• TO DO: Scan the entries for the word "ProcessTable", and copy every line where it appears.

------------------------------------------------

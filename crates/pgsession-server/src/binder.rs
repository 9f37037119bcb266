//! Textual parameter binding for prepared statements.
//!
//! Placeholders are `$n`, 1-based, recognised outside single-quoted literals
//! only. There is no SQL parser here: a `$n` that sits outside quotes is a
//! placeholder even where SQL would read it differently (dollar-quoted
//! strings, for instance).

use pgsession_core::{Charset, ErrorReport, SqlState};
use pgsession_protocol::FormatCode;

/// Substitutes `params[n - 1]` for every `$n` outside quotes, in one pass.
///
/// Every parameter must be used at least once, and no `$k` with `k` one past
/// the last parameter may remain. Other out-of-range placeholders, such as
/// `$0`, are left as written.
pub fn bind(sql: &str, params: &[String]) -> Result<String, ErrorReport> {
    let mut out = String::with_capacity(sql.len());
    let mut used = vec![false; params.len()];
    let mut dangling = false;
    let mut quoted = false;
    let mut chars = sql.char_indices().peekable();

    while let Some((_, c)) = chars.next() {
        if c == '\'' {
            quoted = !quoted;
        }
        if c != '$' || quoted {
            out.push(c);
            continue;
        }
        let mut digits = String::new();
        while let Some(&(_, d)) = chars.peek() {
            if !d.is_ascii_digit() {
                break;
            }
            digits.push(d);
            chars.next();
        }
        match digits.parse::<usize>() {
            Ok(n) if (1..=params.len()).contains(&n) => {
                out.push_str(&params[n - 1]);
                used[n - 1] = true;
            }
            Ok(n) => {
                if n == params.len() + 1 {
                    dangling = true;
                }
                out.push('$');
                out.push_str(&digits);
            }
            Err(_) => {
                out.push('$');
                out.push_str(&digits);
            }
        }
    }

    if let Some(unused) = used.iter().position(|u| !u) {
        return Err(ErrorReport::error(
            SqlState::ProtocolViolation,
            format!("missing placeholder for parameter number {}", unused + 1),
        ));
    }
    if dangling {
        return Err(ErrorReport::error(
            SqlState::ProtocolViolation,
            format!(
                "missing parameter for placeholder number {}",
                params.len() + 1
            ),
        ));
    }
    Ok(out)
}

/// Renders one Bind parameter as an SQL literal.
///
/// Text values are quoted with embedded quotes doubled. Binary values are
/// read as big-endian integers of one to four bytes; four bytes are signed.
pub fn parameter_literal(
    format: FormatCode,
    value: Option<&[u8]>,
    charset: Charset,
) -> Result<String, ErrorReport> {
    let Some(bytes) = value else {
        return Ok("NULL".to_string());
    };
    match format {
        FormatCode::Text => {
            let text = charset.decode(bytes);
            Ok(format!("'{}'", text.replace('\'', "''")))
        }
        FormatCode::Binary => match bytes.len() {
            0 => Err(ErrorReport::error(
                SqlState::InvalidBinaryRepresentation,
                "binary parameter has no bytes",
            )),
            4 => Ok(i32::from_be_bytes([bytes[0], bytes[1], bytes[2], bytes[3]]).to_string()),
            n if n < 4 => Ok(bytes
                .iter()
                .fold(0u32, |acc, &b| (acc << 8) | u32::from(b))
                .to_string()),
            n => Err(ErrorReport::unsupported(format!(
                "binary parameter of {n} bytes"
            ))),
        },
    }
}

/// True when `;` ends a statement that is followed by another one.
pub fn is_multi_statement(sql: &str) -> bool {
    let mut quoted = false;
    let mut ended = false;
    for c in sql.chars() {
        if ended && !c.is_whitespace() && c != ';' {
            return true;
        }
        match c {
            '\'' => quoted = !quoted,
            ';' if !quoted => ended = true,
            _ => {}
        }
    }
    false
}
use crate::query::{QueryProtocol, SessionSettings};
use crate::registry::ProcessTable;
use crate::session::{Replies, Session, SessionOutcome};
use metrics_exporter_prometheus::PrometheusBuilder;
use pgsession_core::{Charset, DataBackend, SessionError};
use pgsession_protocol::{FramedReader, RawReader};
use std::net::SocketAddr;
use std::sync::Arc;
use std::time::Duration;
use tokio::io::{AsyncRead, AsyncWrite};
use tokio::net::TcpListener;
use tracing::{debug, error, info, warn};

/// Per-connection limits and settings shared by all sessions.
#[derive(Debug, Clone, Default)]
pub struct ServerOptions {
    /// 0 means unlimited.
    pub max_connections: usize,
    pub idle_timeout: Option<Duration>,
    pub charset: Charset,
    pub session: Arc<SessionSettings>,
}

/// Accepts connections and runs one session task per connection.
pub struct Server<F> {
    listener: TcpListener,
    options: ServerOptions,
    processes: Arc<ProcessTable>,
    make_backend: Arc<F>,
}

impl<F, B> Server<F>
where
    F: Fn() -> B + Send + Sync + 'static,
    B: DataBackend,
{
    pub async fn bind(addr: &str, options: ServerOptions, make_backend: F) -> anyhow::Result<Self> {
        let listener = TcpListener::bind(addr).await?;
        Ok(Self {
            listener,
            options,
            processes: Arc::new(ProcessTable::new()),
            make_backend: Arc::new(make_backend),
        })
    }

    pub fn local_addr(&self) -> anyhow::Result<SocketAddr> {
        Ok(self.listener.local_addr()?)
    }

    pub fn processes(&self) -> Arc<ProcessTable> {
        self.processes.clone()
    }

    pub async fn run(self) -> anyhow::Result<()> {
        info!("pgsession listening on {}", self.local_addr()?);
        loop {
            let (socket, peer) = self.listener.accept().await?;
            if let Err(err) = socket.set_nodelay(true) {
                warn!(%peer, "set_nodelay failed: {err}");
            }
            let processes = self.processes.clone();
            let options = self.options.clone();
            let backend = (self.make_backend)();
            tokio::spawn(async move {
                handle_connection(socket, peer.to_string(), processes, options, backend).await;
            });
        }
    }
}

/// Runs one connection to completion and logs how it ended.
///
/// The connection limit is applied once the startup packet has been read, so
/// cancel requests still get through to a full server.
pub async fn handle_connection<S, B>(
    stream: S,
    peer: String,
    processes: Arc<ProcessTable>,
    options: ServerOptions,
    backend: B,
) -> Option<SessionOutcome>
where
    S: AsyncRead + AsyncWrite + Send + Unpin + 'static,
    B: DataBackend,
{
    let (read_half, write_half) = tokio::io::split(stream);
    debug!(%peer, "connection accepted");

    let raw = RawReader::new(read_half)
        .with_idle_timeout(options.idle_timeout)
        .with_charset(options.charset);
    let replies = Replies::new(Box::new(write_half)).with_write_timeout(options.idle_timeout);
    let handler = QueryProtocol::new(backend, processes.clone(), options.session.clone());
    let session = Session::new(
        FramedReader::new(raw),
        replies,
        handler,
        processes,
        options.max_connections,
    );

    match session.run().await {
        Ok(outcome) => {
            info!(%peer, ?outcome, "session ended");
            Some(outcome)
        }
        Err(SessionError::Rejected(reason)) => {
            warn!(%peer, "connection rejected: {reason}");
            None
        }
        Err(err) => {
            error!(%peer, "session failed: {err}");
            None
        }
    }
}

/// Serves the Prometheus scrape endpoint plus a liveness probe.
pub async fn serve_metrics(addr: &str) -> anyhow::Result<()> {
    let handle = PrometheusBuilder::new().install_recorder()?;
    let listener = TcpListener::bind(addr).await?;
    info!("metrics listening on {}", listener.local_addr()?);
    let app = axum::Router::new()
        .route(
            "/metrics",
            axum::routing::get(move || std::future::ready(handle.render())),
        )
        .route("/health", axum::routing::get(|| async { "ok" }));
    tokio::spawn(async move {
        if let Err(err) = axum::serve(listener, app).await {
            error!("metrics endpoint failed: {err}");
        }
    });
    Ok(())
}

------------------------------------------------

• ANSWER TO THE PROBLEM:
use crate::registry::ProcessTable;
    processes: Arc<ProcessTable>,
            processes: Arc::new(ProcessTable::new()),
    pub fn processes(&self) -> Arc<ProcessTable> {
    processes: Arc<ProcessTable>,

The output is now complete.